We have 6 panels on our 30 degree dormer roof at our Black Hills cabin that don't do well in the winter with snow. There is no way to climb up there on a steel roof to sweep it off. We thus have an additional 3 panels on a post we usually leave at 45 degrees in the winter. I can brush them off. Our cabin is off the grid so we can't sell back. We rarely need to start the generator unless the system is covered in snow and dead when we get out there in the winter.
The pitch of the roof is determined by rain and snowfall. The pitch of the solar panels is determined by your latitude.
So you can make your roof whatever you want and then attach the solar panels and pitch them the appropriate degree.

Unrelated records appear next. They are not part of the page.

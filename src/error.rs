//! Error types for the application

use axum::http::StatusCode;
use axum::response::{IntoResponse, Response};
use axum::Json;
use thiserror::Error;

#[derive(Error, Debug)]
pub enum AppError {
    #[error("Database error: {0}")]
    Database(#[from] sqlx::Error),

    #[error("ETA service error: {0}")]
    Eta(String),

    #[error("Not found: {0}")]
    NotFound(String),

    #[error("Bad request: {0}")]
    BadRequest(String),

    #[error("Precondition failed: {0}")]
    PreconditionFailed(String),

    #[error("Internal error: {0}")]
    Internal(String),
}

impl IntoResponse for AppError {
    fn into_response(self) -> Response {
        let (status, message) = match &self {
            AppError::Database(e) => {
                tracing::error!("Database error: {}", e);
                (StatusCode::INTERNAL_SERVER_ERROR, "Database error".to_string())
            }
            AppError::Eta(e) => {
                tracing::error!("ETA service error: {}", e);
                (StatusCode::BAD_GATEWAY, format!("ETA service error: {}", e))
            }
            AppError::NotFound(e) => (StatusCode::NOT_FOUND, e.clone()),
            AppError::BadRequest(e) => (StatusCode::BAD_REQUEST, e.clone()),
            AppError::PreconditionFailed(e) => (StatusCode::PRECONDITION_FAILED, e.clone()),
            AppError::Internal(e) => {
                tracing::error!("Internal error: {}", e);
                (StatusCode::INTERNAL_SERVER_ERROR, e.clone())
            }
        };

        (status, Json(serde_json::json!({ "error": message }))).into_response()
    }
}

pub type Result<T> = std::result::Result<T, AppError>;
//! Shared setup for integration tests

#![allow(dead_code)]

use axum::body::Body;
use axum::Router;
use dispatch::eta::EtaClient;
use dispatch::AppState;
use sqlx::sqlite::SqlitePoolOptions;
use std::sync::Arc;
use tower::ServiceExt;

pub async fn setup_state(eta: Option<EtaClient>) -> Arc<AppState> {
    let pool = SqlitePoolOptions::new()
        .max_connections(1)
        .connect("sqlite::memory:")
        .await
        .expect("Failed to create in-memory database");

    sqlx::migrate!("./migrations")
        .run(&pool)
        .await
        .expect("Failed to run migrations");

    AppState::with_eta(pool, eta)
}

pub async fn setup_app(eta: Option<EtaClient>) -> (Router, Arc<AppState>) {
    let state = setup_state(eta).await;
    (dispatch::api::router(state.clone()), state)
}

/// Send a request and return the status with the JSON body (Null when empty)
pub async fn send(
    app: &Router,
    request: hyper::Request<Body>,
) -> (hyper::StatusCode, serde_json::Value) {
    let response = app.clone().oneshot(request).await.unwrap();
    let status = response.status();
    let bytes = axum::body::to_bytes(response.into_body(), usize::MAX)
        .await
        .unwrap();
    let body = serde_json::from_slice(&bytes).unwrap_or(serde_json::Value::Null);
    (status, body)
}

pub fn announce(body: serde_json::Value) -> hyper::Request<Body> {
    hyper::Request::builder()
        .method("POST")
        .uri("/announce-delay")
        .header("content-type", "application/json")
        .body(Body::from(body.to_string()))
        .unwrap()
}

pub fn get(uri: &str) -> hyper::Request<Body> {
    hyper::Request::builder()
        .uri(uri)
        .body(Body::empty())
        .unwrap()
}
//! Dispatch server - delivery delay tracking and agent resolution queue

use clap::Parser;
use sqlx::sqlite::SqlitePoolOptions;
use tower_http::cors::CorsLayer;
use tower_http::trace::TraceLayer;
use tracing_subscriber::{layer::SubscriberExt, util::SubscriberInitExt};

use dispatch::config::Config;
use dispatch::eta::EtaClient;
use dispatch::AppState;

#[tokio::main]
async fn main() -> anyhow::Result<()> {
    // Initialize tracing
    tracing_subscriber::registry()
        .with(
            tracing_subscriber::EnvFilter::try_from_default_env()
                .unwrap_or_else(|_| "dispatch=debug,tower_http=debug".into()),
        )
        .with(tracing_subscriber::fmt::layer())
        .init();

    let config = Config::parse();

    // Database connection
    let pool = SqlitePoolOptions::new()
        .max_connections(config.max_connections)
        .connect(&config.database_url)
        .await?;

    // Run migrations
    sqlx::migrate!("./migrations").run(&pool).await?;

    let eta = match &config.eta_url {
        Some(url) => Some(EtaClient::new(url.clone(), config.eta_timeout())?),
        None => {
            tracing::info!("ETA_URL not set, estimate requests disabled");
            None
        }
    };

    let state = AppState::with_eta(pool, eta);

    // Build router
    let app = dispatch::api::router(state)
        .layer(TraceLayer::new_for_http())
        .layer(CorsLayer::permissive());

    // Start server
    let listener = tokio::net::TcpListener::bind(&config.bind).await?;
    tracing::info!("Server listening on {}", listener.local_addr()?);

    axum::serve(listener, app).await?;

    Ok(())
}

Ralph -- I don't have any personal experience using solar panels, but most of the installations I've seen use a framework to raise the tops of the panels to the desired angle, rather than putting the panels directly on the roof slope.
Here's a picture of mine. They are on the Model T garage and face due south. Interestingly, there is one more row which does not show in the picture and it is on less of an angle than those which are mounted directly on the roof. It provides enough electricity to handle almost every day except yesterday when it was very cloudy and slight rain. Without the air conditioner it just held its own with the meter neither running forward nor backward. On a sunny day, it will still run backward with the air conditioner on.
Norm
Norm,
When you said, "held its own", do you mean that the solar panels keep up with the power requirements of the garage, or are you providing power for your house (& house air conditioner) as well ?
I'm curious about how many square feet of solar panel are required to support a given area of residence. I know climate is a big factor, so you might indicate what part of the country you are in.
Thanks,
Dick
Dick, you can click on Norm's name to see his profile. He is 316 miles south of you near San Diego.
The two axis on pipe stands look the best for me in the frozen North? I have doubts about getting any money from [our]power company because they sell at one price and buy at another.There is a place South west of Midland that has a back yard full and i need to ask questions?I'm not sure if my Wind lease will let me install solar? Great link Mark,and thank you! Bud.
Those solar panels serve both the house and the garage. Also the pump in our well. The house is all electric. There is no gas or propane. Most of the year, the solar gives enough for everything and some to spare. The electric company serves us after dark and provides what the solar doesn't provide. The meter has arrows which go either forward when the electric co is providing or backward when the solar is providing more than needed. Yesterday the arrow didn't go either forward or backward, so the solar was providing enough. If we use the oven or the clothes drier, the arrow will go forward, but that only lasts for a short time in the period of one day.
We live in southern California so don't need a furnace on around the clock. We use small space electric heaters in the rooms we are occupying and the wood stove in cold weather gives us enough. We do have the electric furnace set at 55 in the winter so that in the rare occasion of unusual cold weather the pipes won't freeze.